Damages are very much the least disruptive remedy and the most traditional remedy, and the courts are not engaging in some sort of policymaking when they are recognizing that. And Michigan Supreme Court is very good at laying out the thought process behind it.

Now, you're right, though, to zoom in on what the United States Supreme Court is concerned. And the court spends a lot of time in its opinions, like Egbert, and Hernandez and Ziglar, where it's basically saying, "The federal government is complicated. There are a lot of things that are going on, and if we are coming in, especially if it's like a national security context, and we're coming in and we're getting involved where there's already some sort of an alternative framework, we really don't want to be disrupting that very complicated administrative procedure that they all fashioned."

So there, again, it's an easier argument for why remedies shouldn't be created, I suppose, but when you're just talking about common-law tort, or, frankly, constitutional tort where it involves excessive force, or like that case -- Actually, that was from a real case where the woman was praying and the law enforcement officer went in and stopped her from doing that, right?

When you're talking about those kinds of straight-up Bill of Rights violations, then remedies against individuals -- Remedies are not complicated; remedies are just default damages for your rights being violated.

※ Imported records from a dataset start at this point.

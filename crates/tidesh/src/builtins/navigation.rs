//! Navigation builtins (cd, pwd)

use async_trait::async_trait;

use super::{Builtin, Context, resolve_path};
use crate::error::Result;
use crate::interpreter::ExecResult;

/// The cd builtin - change directory.
///
/// `cd` alone goes to `$HOME`, `cd -` to `$OLDPWD` (and prints it).
/// `PWD` and `OLDPWD` are updated on success.
pub struct Cd;

#[async_trait]
impl Builtin for Cd {
    async fn execute(&self, ctx: Context<'_>) -> Result<ExecResult> {
        let (target, announce) = match ctx.args.first().map(String::as_str) {
            None => match ctx.env.get("HOME") {
                Some(home) => (home, false),
                None => return Ok(ExecResult::err("cd: HOME not set\n", 1)),
            },
            Some("-") => match ctx.env.get("OLDPWD") {
                Some(old) => (old, true),
                None => return Ok(ExecResult::err("cd: OLDPWD not set\n", 1)),
            },
            Some(dir) => (dir.to_string(), false),
        };

        let new_path = resolve_path(ctx.cwd, &target);
        match std::fs::metadata(&new_path) {
            Ok(meta) if meta.is_dir() => {
                let old = ctx.cwd.to_string_lossy().to_string();
                ctx.env.set("OLDPWD", old);
                ctx.env.set("PWD", new_path.to_string_lossy().to_string());
                *ctx.cwd = new_path;
                if announce {
                    Ok(ExecResult::ok(format!("{}\n", ctx.cwd.display())))
                } else {
                    Ok(ExecResult::status(0))
                }
            }
            Ok(_) => Ok(ExecResult::err(format!("cd: {target}: Not a directory\n"), 1)),
            Err(_) => Ok(ExecResult::err(
                format!("cd: {target}: No such file or directory\n"),
                1,
            )),
        }
    }
}

/// The pwd builtin - print working directory.
pub struct Pwd;

#[async_trait]
impl Builtin for Pwd {
    async fn execute(&self, ctx: Context<'_>) -> Result<ExecResult> {
        Ok(ExecResult::ok(format!("{}\n", ctx.cwd.display())))
    }
}

#[cfg(test)]
#[allow(clippy::unwrap_used)]
mod tests {
    use super::*;
    use crate::builtins::TestShell;

    #[tokio::test]
    async fn test_cd_and_pwd() {
        let dir = tempfile::tempdir().unwrap();
        std::fs::create_dir(dir.path().join("sub")).unwrap();
        let mut sh = TestShell::new();
        sh.cwd = dir.path().to_path_buf();

        let result = sh.run(&Cd, &["sub"]).await.unwrap();
        assert_eq!(result.exit_code, 0);
        assert_eq!(sh.cwd, dir.path().join("sub"));
        assert_eq!(sh.env.get("OLDPWD"), Some(dir.path().to_string_lossy().to_string()));

        let result = sh.run(&Pwd, &[]).await.unwrap();
        assert_eq!(result.stdout, format!("{}\n", dir.path().join("sub").display()));

        let result = sh.run(&Cd, &["-"]).await.unwrap();
        assert_eq!(result.stdout, format!("{}\n", dir.path().display()));
        assert_eq!(sh.cwd, dir.path());
    }

    #[tokio::test]
    async fn test_cd_errors() {
        let dir = tempfile::tempdir().unwrap();
        std::fs::write(dir.path().join("file"), "").unwrap();
        let mut sh = TestShell::new();
        sh.cwd = dir.path().to_path_buf();

        let result = sh.run(&Cd, &["missing"]).await.unwrap();
        assert_eq!(result.exit_code, 1);
        assert!(result.stderr.contains("No such file or directory"));

        let result = sh.run(&Cd, &["file"]).await.unwrap();
        assert!(result.stderr.contains("Not a directory"));

        let result = sh.run(&Cd, &[]).await.unwrap();
        assert!(result.stderr.contains("HOME not set"));
    }
}
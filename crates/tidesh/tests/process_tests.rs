//! External processes: pipelines, redirections, here-documents, process
//! substitution and background jobs
//!
//! These tests spawn real programs (`cat`, `sort`, `sleep`, ...) found on
//! the host `PATH`.

use std::time::{Duration, Instant};

use pretty_assertions::assert_eq;
use tidesh::{ExecResult, JobStatus, Shell};

fn shell_in(dir: &std::path::Path) -> Shell {
    let mut builder = Shell::builder().clear_env().cwd(dir);
    if let Ok(path) = std::env::var("PATH") {
        builder = builder.env("PATH", path);
    }
    builder.build()
}

async fn exec(script: &str) -> ExecResult {
    shell_in(&std::env::temp_dir()).exec(script).await.unwrap()
}

#[tokio::test]
async fn builtin_into_external() {
    let result = exec("echo hi | cat").await;
    assert_eq!(result.stdout, "hi\n");
    assert_eq!(result.exit_code, 0);
}

#[tokio::test]
async fn external_chain() {
    let result = exec("printf 'b\\na\\nc\\n' | sort | head -n 2").await;
    assert_eq!(result.stdout, "a\nb\n");
}

#[tokio::test]
async fn external_into_compound() {
    let result = exec("printf 'x\\ny\\n' | while false; do :; done; echo $?").await;
    assert_eq!(result.stdout, "0\n");
    let result = exec("echo data | { cat; echo tail; }").await;
    assert_eq!(result.stdout, "data\ntail\n");
}

#[tokio::test]
async fn pipefail_and_pipestatus() {
    let result = exec("false | true; echo $?; set -o pipefail; false | true; echo $?").await;
    assert_eq!(result.stdout, "0\n1\n");
    let result = exec("true | false | true; echo ${PIPESTATUS[@]}").await;
    assert_eq!(result.stdout, "0 1 0\n");
}

#[tokio::test]
async fn pipeline_stage_runs_in_subshell() {
    let result = exec("x=1; echo | x=2; echo $x").await;
    assert_eq!(result.stdout, "1\n");
}

#[tokio::test]
async fn large_output_through_pipe() {
    let result = exec("seq 1 20000 | tail -n 1").await;
    assert_eq!(result.stdout, "20000\n");
}

#[tokio::test(flavor = "multi_thread")]
async fn in_process_writer_stops_when_reader_exits() {
    let run = exec("while :; do echo y; done | head -n 1; echo ${PIPESTATUS[@]}; echo done");
    let result = tokio::time::timeout(Duration::from_secs(10), run).await.unwrap();
    assert_eq!(result.stdout, "y\n141 0\ndone\n");
    assert_eq!(result.stderr, "");

    let run = exec("f() { for ((;;)); do echo y; done; }; f | head -n 1; echo $?");
    let result = tokio::time::timeout(Duration::from_secs(10), run).await.unwrap();
    assert_eq!(result.stdout, "y\n0\n");
}

#[tokio::test]
async fn xtrace_shows_external_stages() {
    let result = exec("set -x; Y=2 env | grep -c '^Y=2$'").await;
    assert_eq!(result.stdout, "1\n");
    let lines: Vec<&str> = result.stderr.lines().collect();
    assert!(lines.contains(&"+ Y=2 env"), "stderr: {}", result.stderr);
    assert!(lines.contains(&"+ grep -c ^Y=2$"), "stderr: {}", result.stderr);
}

#[tokio::test]
async fn command_not_found_is_127() {
    let result = exec("definitely-not-a-command-xyz; echo $?").await;
    assert_eq!(result.stdout, "127\n");
    assert!(result.stderr.contains("definitely-not-a-command-xyz: command not found"));
}

#[tokio::test]
async fn external_exit_status() {
    assert_eq!(exec("sh -c 'exit 5'; echo $?").await.stdout, "5\n");
}

#[tokio::test]
async fn exported_variables_reach_children() {
    let result = exec("export GREETING=hello; LOCAL_ONLY=x; PREFIX=p sh -c 'echo $GREETING-$LOCAL_ONLY-$PREFIX'; echo \"[$PREFIX]\"").await;
    assert_eq!(result.stdout, "hello--p\n[]\n");
}

#[tokio::test]
async fn output_and_append_redirects() {
    let dir = tempfile::tempdir().unwrap();
    let mut sh = shell_in(dir.path());
    let result = sh.exec("echo one > out.txt; echo two >> out.txt; cat < out.txt").await.unwrap();
    assert_eq!(result.stdout, "one\ntwo\n");
    assert_eq!(std::fs::read_to_string(dir.path().join("out.txt")).unwrap(), "one\ntwo\n");
}

#[tokio::test]
async fn stderr_redirects() {
    let dir = tempfile::tempdir().unwrap();
    let mut sh = shell_in(dir.path());
    let result = sh.exec("{ echo out; echo err >&2; } 2>&1 | cat").await.unwrap();
    assert_eq!(result.stdout, "out\nerr\n");

    let result = sh.exec("cat missing.txt 2> err.txt; echo $?").await.unwrap();
    assert_eq!(result.stdout, "1\n");
    assert!(!std::fs::read_to_string(dir.path().join("err.txt")).unwrap().is_empty());

    let result = sh.exec("echo both &> all.txt; cat all.txt; echo gone > /dev/null").await.unwrap();
    assert_eq!(result.stdout, "both\n");
}

#[tokio::test]
async fn missing_input_file_fails_command() {
    let dir = tempfile::tempdir().unwrap();
    let result = shell_in(dir.path()).exec("cat < nope.txt; echo $?").await.unwrap();
    assert_eq!(result.stdout, "1\n");
    assert!(result.stderr.contains("nope.txt: No such file or directory"));
}

#[tokio::test]
async fn noclobber() {
    let dir = tempfile::tempdir().unwrap();
    let mut sh = shell_in(dir.path());
    let result = sh.exec("set -C; echo a > f; echo b > f; echo $?; echo c >| f; cat f").await.unwrap();
    assert_eq!(result.stdout, "1\nc\n");
    assert!(result.stderr.contains("cannot overwrite existing file"));
}

#[tokio::test]
async fn redirect_on_compound_statement() {
    let dir = tempfile::tempdir().unwrap();
    let mut sh = shell_in(dir.path());
    let result = sh
        .exec("for i in 1 2 3; do echo $i; done > nums; { cat; echo end; } < nums")
        .await
        .unwrap();
    assert_eq!(result.stdout, "1\n2\n3\nend\n");
}

#[tokio::test]
async fn heredocs() {
    let script = "name=World\ncat <<EOF\nHello $name\nEOF\ncat <<'EOF'\nHello $name\nEOF\ncat <<-EOF\n\t\tindented\n\tEOF\n";
    let result = exec(script).await;
    assert_eq!(result.stdout, "Hello World\nHello $name\nindented\n");
}

#[tokio::test]
async fn here_string() {
    assert_eq!(exec("v=abc; cat <<< \"$v\"").await.stdout, "abc\n");
}

#[tokio::test]
async fn process_substitution() {
    assert_eq!(exec("cat <(echo from-sub)").await.stdout, "from-sub\n");
    assert_eq!(exec("echo data > >(cat)").await.stdout, "data\n");
}

#[tokio::test]
async fn background_job_lifecycle() {
    let mut sh = shell_in(&std::env::temp_dir());
    let start = Instant::now();
    let result = sh.exec("sleep 1 &").await.unwrap();
    assert!(start.elapsed() < Duration::from_millis(900), "background job blocked the caller");
    assert_eq!(result.exit_code, 0);
    assert!(result.stderr.starts_with("[1] "));

    let job = sh.jobs().get_job(1).unwrap();
    assert_eq!(job.status, JobStatus::Running);
    assert_eq!(job.command_line, "sleep 1");

    assert_eq!(sh.jobs().wait(1).await, Some(0));
    assert_eq!(sh.jobs().get_job(1).unwrap().status, JobStatus::Done);
}

#[tokio::test]
async fn sleep_zero_job_gets_first_id() {
    let mut sh = shell_in(&std::env::temp_dir());
    sh.exec("sleep 0 &").await.unwrap();
    assert!(sh.jobs().get_job(1).is_some());
    assert_eq!(sh.jobs().wait(1).await, Some(0));
    assert_eq!(sh.jobs().get_job(1).unwrap().status, JobStatus::Done);
}

#[tokio::test]
async fn wait_builtin_collects_status() {
    let result = exec("sh -c 'exit 3' & wait %1; echo $?; false & wait; echo $?").await;
    assert_eq!(result.stdout, "3\n0\n");
}

#[tokio::test]
async fn in_process_background_job() {
    let mut sh = shell_in(&std::env::temp_dir());
    let result = sh.exec("{ false; } &").await.unwrap();
    assert_eq!(result.stderr, "[1]\n");
    assert_eq!(sh.jobs().get_job(1).unwrap().pid, None);
    assert_eq!(sh.jobs().wait(1).await, Some(1));
    let listing = sh.exec("jobs").await.unwrap().stdout;
    assert!(listing.contains("Exit 1"), "listing: {listing}");
}

#[tokio::test]
async fn last_background_pid() {
    let result = exec("sleep 0 & echo $!; wait").await;
    let pid: u32 = result.stdout.trim().parse().unwrap();
    assert!(pid > 0);
}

Sam Fendler:  Erin, what do you think?

Erin Hawley:  So I agree with a lot of that from a policy perspective. I think the slight pushback may be that there's not much to constrain common-law courts from going outside those traditional remedies. So if we are in a true common-law system, where the common-law judge is able to fashion remedies to remediate a right violation, then that does open up, in some ways, I think, a plethora of different remedial options.

So I think it's certainly true that judges have more than damages at their disposal. I think Anya's correct that the default would probably be the damages, at least for past harm, but there would, I think, be those situations in which, by virtue of being a common-law judge, the judge is weighing these different policy considerations.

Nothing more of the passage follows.